@joshknnd1982 I understand your viewpoint, but In my opinion even if Android is getting well in Accessibility related stuff, I think there are some things we couldn't control (even if they say Talkback is Open source), it needs more hardware resources than almost any Linux distribution, lacks some connectivity in most devices (USB, Ethernet, HDMI ports if needed), and these Linux sistems allows you to modify or write every piece of code that can be improved for adding more accessibility to your environment. As @SLJ said, The device will include a set of accessible applications and these applications will be made based in a Library for handling Graphical interfaces, so it will be easier to extend them or add new applications. I can modify and extend the functionality of the default screen reader (I am working in the development team of Fenrir) and every problem will likely to have a bugfix.
@Guitarman now I am totally blind, but I was sighted some years ago. The way I learnt how to work with electronics is not a secret, I learnt the basics when I could see circuitry and diagrams, now I have to ask someone to help me with things that I am not able to do by myself. Usually I am able to read a datasheet and tell to this person (a friend of mine) that I want a circuit with a set of features (inputs, outputs, other boards or GPIO pins in a specified order) and when he is done I can play with them.
Alright Josh, first of all calm down with the multiple posts. No offense dude, but it gets frustrating going through heading after heading. If you wanna write a novel, do it in a post or two, that's no problem. Also, as great as the rca tablet may be especially for 80 bucks, you really should remember that the US and surrounding countries have a huge marketshare for hundreds of phones and tablets. With that come the insanely cheap tablets. Exclusiveness is also a huge problem as well. There's these cheap ripoff mediatech tablets that are sold via prime, yeah that's right, prime exclusive items, and unless you root them, you've got prime ads all over the place like it's windows 10. Cheap as they may be, those are for prime members. The point is that just because you can get something for next to nothing here in the US, that may mean nothing to a developing country where their equivalent of $80 is so much more for them. Besides, as great as Android is, it can't please everyone, and I've come to understand that Android is really an operating system for the technically inclined group of mobile users, and IOS is for the people that want something that just works. Why do I say this? Android may be accessible out of the box, but more apps are required to enrich the experience. By finding out what works and what doesn't, you really know a lot more about your operating system and its accessibility. It really makes you feel like the phone is yours. But Android can't please everyone. I've seen some folks complaining about the Braillenote Touch because the new Android ui is confusing, the world of apps, stuff like that. They do have valid points. I for one love my Touch, but I also have been a longtime Android user. I've seen it grow with damn near every new release, and a lot of these other people are too quick to judge. My point? Most people who use notetakers aren't ready to dive into an open mainstream operating system, with a world of apps, social media, and malware if you're not careful. As much as I didn't like how the older braillenotes had such a tight shell around windows ce, I could see how useful that could be for someone who's a little hesitant on jumping into the technological world. The MK speech notetaker basically does this, i e, a consistent interface for those who rely on it, with the full power of a Linux box for those who want it. Best of both worlds.
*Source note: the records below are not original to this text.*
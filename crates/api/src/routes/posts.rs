//! Route definitions for posts and their sub-resources.
//!
//! Slug lookups and id-addressed mutations share the `{post}` segment.

use axum::routing::{delete, get, post};
use axum::Router;

use crate::handlers::posts;
use crate::state::AppState;

/// Post routes mounted at `/posts`.
///
/// ```text
/// POST   /                                      -> create_post
/// GET    /                                      -> list_posts
/// GET    /id/{id}                               -> get_post_by_id
/// GET    /{post}                                -> get_post_by_slug
/// PUT    /{post}                                -> update_post
/// DELETE /{post}                                -> delete_post
/// POST   /{post}/publish                        -> publish_post
/// GET    /{post}/collaborators                  -> list_collaborators
/// DELETE /{post}/collaborators/{user_id}        -> remove_collaborator
/// GET    /{post}/versions                       -> list_versions
/// GET    /{post}/versions/{version_id}          -> get_version
/// GET    /{post}/invites                        -> list_post_invites
/// ```
pub fn router() -> Router<AppState> {
    Router::new()
        .route("/", post(posts::create_post).get(posts::list_posts))
        .route("/id/{id}", get(posts::get_post_by_id))
        .route(
            "/{post}",
            get(posts::get_post_by_slug)
                .put(posts::update_post)
                .delete(posts::delete_post),
        )
        .route("/{post}/publish", post(posts::publish_post))
        .route("/{post}/collaborators", get(posts::list_collaborators))
        .route(
            "/{post}/collaborators/{user_id}",
            delete(posts::remove_collaborator),
        )
        .route("/{post}/versions", get(posts::list_versions))
        .route("/{post}/versions/{version_id}", get(posts::get_version))
        .route("/{post}/invites", get(posts::list_post_invites))
}
//! Ordered fallback over the provider's usable backends.

use std::sync::Arc;
use std::time::Duration;

use serde::Serialize;

use crate::error::{GenerationError, ProviderError};
use crate::provider::{Backend, GenerationProvider};

/// Successful generation result.
#[derive(Debug, Clone, PartialEq, Eq, Serialize)]
pub struct Generated {
    pub generated_text: String,
    /// Backend that produced the text.
    pub backend: String,
}

/// Runs generation requests against whichever backends are usable.
///
/// Holds no cache: every call re-queries the provider, and each backend is
/// attempted at most once per call. Discovery and every attempt share the
/// same per-step deadline, so a call is bounded by
/// `attempt_timeout * (1 + backends)`.
#[derive(Clone)]
pub struct Orchestrator {
    provider: Option<Arc<dyn GenerationProvider>>,
    attempt_timeout: Duration,
}

impl Orchestrator {
    pub fn new(provider: Arc<dyn GenerationProvider>, attempt_timeout: Duration) -> Self {
        Self {
            provider: Some(provider),
            attempt_timeout,
        }
    }

    /// An orchestrator without a credential; every call fails with
    /// [`GenerationError::NotConfigured`].
    pub fn unconfigured() -> Self {
        Self {
            provider: None,
            attempt_timeout: Duration::ZERO,
        }
    }

    pub fn is_configured(&self) -> bool {
        self.provider.is_some()
    }

    fn provider(&self) -> Result<&Arc<dyn GenerationProvider>, GenerationError> {
        self.provider.as_ref().ok_or(GenerationError::NotConfigured)
    }

    /// Backends that advertise content generation, in provider order.
    pub async fn list_usable_backends(&self) -> Result<Vec<Backend>, GenerationError> {
        let provider = self.provider()?;
        let backends = match tokio::time::timeout(self.attempt_timeout, provider.list_backends())
            .await
        {
            Ok(result) => result.map_err(GenerationError::Discovery)?,
            Err(_) => {
                return Err(GenerationError::Discovery(ProviderError::Timeout {
                    secs: self.attempt_timeout.as_secs(),
                }))
            }
        };
        Ok(backends
            .into_iter()
            .filter(Backend::supports_generation)
            .collect())
    }

    /// Generate text for `prompt`, returning the first backend's success.
    pub async fn generate(&self, prompt: &str) -> Result<Generated, GenerationError> {
        let provider = self.provider()?;
        let backends = self.list_usable_backends().await?;
        if backends.is_empty() {
            return Err(GenerationError::NoUsableBackends);
        }

        let mut attempted = Vec::with_capacity(backends.len());
        let mut last_error = String::new();

        for backend in backends {
            attempted.push(backend.name.clone());

            match self.attempt(provider.as_ref(), &backend.name, prompt).await {
                Ok(text) => {
                    tracing::info!(
                        backend = %backend.name,
                        attempts = attempted.len(),
                        "AI generation succeeded",
                    );
                    return Ok(Generated {
                        generated_text: text,
                        backend: backend.name,
                    });
                }
                Err(e) => {
                    tracing::warn!(backend = %backend.name, error = %e, "AI backend attempt failed");
                    last_error = e.to_string();
                }
            }
        }

        Err(GenerationError::AllBackendsFailed {
            attempted,
            last_error,
        })
    }

    async fn attempt(
        &self,
        provider: &dyn GenerationProvider,
        backend: &str,
        prompt: &str,
    ) -> Result<String, ProviderError> {
        match tokio::time::timeout(self.attempt_timeout, provider.generate(backend, prompt)).await
        {
            Ok(result) => result,
            Err(_) => Err(ProviderError::Timeout {
                secs: self.attempt_timeout.as_secs(),
            }),
        }
    }
}

#[cfg(test)]
mod tests {
    use std::sync::atomic::{AtomicUsize, Ordering};
    use std::sync::Mutex;

    use assert_matches::assert_matches;
    use async_trait::async_trait;

    use super::*;

    /// Scripted provider: each backend either succeeds with its own name,
    /// fails, or hangs.
    #[derive(Default)]
    struct FakeProvider {
        backends: Vec<Backend>,
        failing: Vec<&'static str>,
        hanging: Vec<&'static str>,
        discovery_fails: bool,
        discovery_hangs: bool,
        list_calls: AtomicUsize,
        generate_calls: Mutex<Vec<String>>,
    }

    fn backend(name: &str, methods: &[&str]) -> Backend {
        Backend {
            name: name.to_string(),
            display_name: None,
            description: None,
            supported_methods: methods.iter().map(|m| m.to_string()).collect(),
        }
    }

    #[async_trait]
    impl GenerationProvider for FakeProvider {
        async fn list_backends(&self) -> Result<Vec<Backend>, ProviderError> {
            self.list_calls.fetch_add(1, Ordering::SeqCst);
            if self.discovery_hangs {
                tokio::time::sleep(Duration::from_secs(60)).await;
            }
            if self.discovery_fails {
                return Err(ProviderError::Api {
                    status: 503,
                    body: "unavailable".into(),
                });
            }
            Ok(self.backends.clone())
        }

        async fn generate(&self, backend: &str, prompt: &str) -> Result<String, ProviderError> {
            self.generate_calls.lock().unwrap().push(backend.to_string());
            if self.hanging.iter().any(|h| *h == backend) {
                tokio::time::sleep(Duration::from_secs(60)).await;
            }
            if self.failing.iter().any(|f| *f == backend) {
                return Err(ProviderError::Other(format!("{backend} exploded")));
            }
            Ok(format!("{backend}: {prompt}"))
        }
    }

    fn orchestrator(provider: Arc<FakeProvider>) -> Orchestrator {
        Orchestrator::new(provider, Duration::from_millis(50))
    }

    #[tokio::test]
    async fn falls_back_to_second_backend() {
        let provider = Arc::new(FakeProvider {
            backends: vec![
                backend("first", &["generateContent"]),
                backend("second", &["generateContent"]),
            ],
            failing: vec!["first"],
            ..Default::default()
        });

        let result = orchestrator(provider.clone()).generate("brief").await.unwrap();
        assert_eq!(result.backend, "second");
        assert_eq!(result.generated_text, "second: brief");
        assert_eq!(*provider.generate_calls.lock().unwrap(), vec!["first", "second"]);
    }

    #[tokio::test]
    async fn stops_at_first_success() {
        let provider = Arc::new(FakeProvider {
            backends: vec![
                backend("first", &["generateContent"]),
                backend("second", &["generateContent"]),
            ],
            ..Default::default()
        });

        let result = orchestrator(provider.clone()).generate("brief").await.unwrap();
        assert_eq!(result.backend, "first");
        assert_eq!(provider.generate_calls.lock().unwrap().len(), 1);
    }

    #[tokio::test]
    async fn skips_backends_without_generation_support() {
        let provider = Arc::new(FakeProvider {
            backends: vec![
                backend("embedder", &["embedContent"]),
                backend("writer", &["generateContent"]),
            ],
            ..Default::default()
        });

        let usable = orchestrator(provider.clone()).list_usable_backends().await.unwrap();
        assert_eq!(usable.len(), 1);
        assert_eq!(usable[0].name, "writer");

        let result = orchestrator(provider.clone()).generate("x").await.unwrap();
        assert_eq!(result.backend, "writer");
        assert_eq!(*provider.generate_calls.lock().unwrap(), vec!["writer"]);
    }

    #[tokio::test]
    async fn all_failures_aggregate_attempts_and_last_error() {
        let provider = Arc::new(FakeProvider {
            backends: vec![
                backend("a", &["generateContent"]),
                backend("b", &["generateContent"]),
            ],
            failing: vec!["a", "b"],
            ..Default::default()
        });

        let err = orchestrator(provider).generate("x").await.unwrap_err();
        assert_matches!(
            err,
            GenerationError::AllBackendsFailed { ref attempted, ref last_error }
                if attempted == &["a", "b"] && last_error == "b exploded"
        );
    }

    #[tokio::test]
    async fn hanging_backend_times_out_and_advances() {
        let provider = Arc::new(FakeProvider {
            backends: vec![
                backend("slow", &["generateContent"]),
                backend("fast", &["generateContent"]),
            ],
            hanging: vec!["slow"],
            ..Default::default()
        });

        let result = orchestrator(provider).generate("x").await.unwrap();
        assert_eq!(result.backend, "fast");
    }

    #[tokio::test]
    async fn missing_credential_attempts_nothing() {
        let err = Orchestrator::unconfigured().generate("x").await.unwrap_err();
        assert_matches!(err, GenerationError::NotConfigured);
        assert!(!Orchestrator::unconfigured().is_configured());
    }

    #[tokio::test]
    async fn discovery_failure_and_empty_list() {
        let broken = Arc::new(FakeProvider {
            discovery_fails: true,
            ..Default::default()
        });
        assert_matches!(
            orchestrator(broken).generate("x").await,
            Err(GenerationError::Discovery(_))
        );

        let empty = Arc::new(FakeProvider::default());
        assert_matches!(
            orchestrator(empty).generate("x").await,
            Err(GenerationError::NoUsableBackends)
        );
    }

    #[tokio::test]
    async fn hanging_discovery_times_out() {
        let provider = Arc::new(FakeProvider {
            backends: vec![backend("only", &["generateContent"])],
            discovery_hangs: true,
            ..Default::default()
        });

        let err = orchestrator(provider.clone()).generate("x").await.unwrap_err();
        assert_matches!(err, GenerationError::Discovery(ProviderError::Timeout { .. }));
        assert!(provider.generate_calls.lock().unwrap().is_empty());
    }

    #[tokio::test]
    async fn every_call_requeries_backends() {
        let provider = Arc::new(FakeProvider {
            backends: vec![backend("only", &["generateContent"])],
            ..Default::default()
        });
        let orch = orchestrator(provider.clone());

        orch.generate("one").await.unwrap();
        orch.generate("two").await.unwrap();
        assert_eq!(provider.list_calls.load(Ordering::SeqCst), 2);
    }
}
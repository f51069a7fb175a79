mod common;

use axum::http::StatusCode;
use common::{body_json, get};
use sqlx::PgPool;

#[sqlx::test(migrations = "../../db/migrations")]
async fn health_reports_database_ok(pool: PgPool) {
    let app = common::build_test_app(pool);

    let response = get(app, "/health").await;

    assert_eq!(response.status(), StatusCode::OK);
    assert!(response.headers().contains_key("x-request-id"));
    let json = body_json(response).await;
    assert_eq!(json["status"], "ok");
    assert_eq!(json["db_healthy"], true);
    assert_eq!(json["ws_connections"], 0);
}

#[sqlx::test(migrations = "../../db/migrations")]
async fn unknown_route_is_404(pool: PgPool) {
    let app = common::build_test_app(pool);

    let response = get(app, "/api/v1/nope").await;

    assert_eq!(response.status(), StatusCode::NOT_FOUND);
}
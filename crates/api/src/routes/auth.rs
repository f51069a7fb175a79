use axum::routing::{get, post};
use axum::Router;

use crate::handlers::auth;
use crate::state::AppState;

/// Routes mounted at `/auth`.
///
/// ```text
/// POST /register   -> register
/// POST /login      -> login
/// GET  /me         -> me
/// ```
pub fn router() -> Router<AppState> {
    Router::new()
        .route("/register", post(auth::register))
        .route("/login", post(auth::login))
        .route("/me", get(auth::me))
}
so mk speech would be sort of like the old braillePlus that ran Linux? where you had a menu, suite of apps, but then if you are more advanced you could run a console with speakup, right? and if you guys use the mate desktop and strip some unneeded stuff out, you could make it real lightweight. Also will it stay up to date with the latest version of orca? if using debian ubuntu mate, it'll need the accessibility PPA added to keep the screen reader updated and if using an arch-base, you could just let it alone because arch has a nice rolling release. also for those who wish, maybe you could contract with oralux and offer IBM viavoice or eloquence for those who want it. pair it with the orbit20 braille display and brltty and you should have a pretty good notetaker that can do a lot of stuff. But orca will probably need modifying to accept 6-key entry, so will the mate desktop I'm guessing. though if you want it as a notetaker and for durability I'd say maybe give it at least 32gb of ssd solid state storeage. Then it will run nice and fast and will be pretty much immune to drops and such. how much will this cost in the united states? I may want to buy one just to have and play around with it. I like all types of OS they are fun to use and play with. oh and you may want to have espeak set to a good sounding voice and set to talk slow for the most understandability.
I believe he's aiming to sell it for 300 bucks. You're right in that it's basically a modernized/expanded braille plus concept-wise. Except now you also have a desktop. I'm sure Orca will remain up to date. Unfortunately Viavoice, or Voxin as it's called on Linux, is absolutely out of the question because the Viavoice binary can't run on Arm architecture. Trust me, I learned this the hard way when I bought it for my Raspberry Pi. Credit to their excellent customer support, I did get an immediate refund.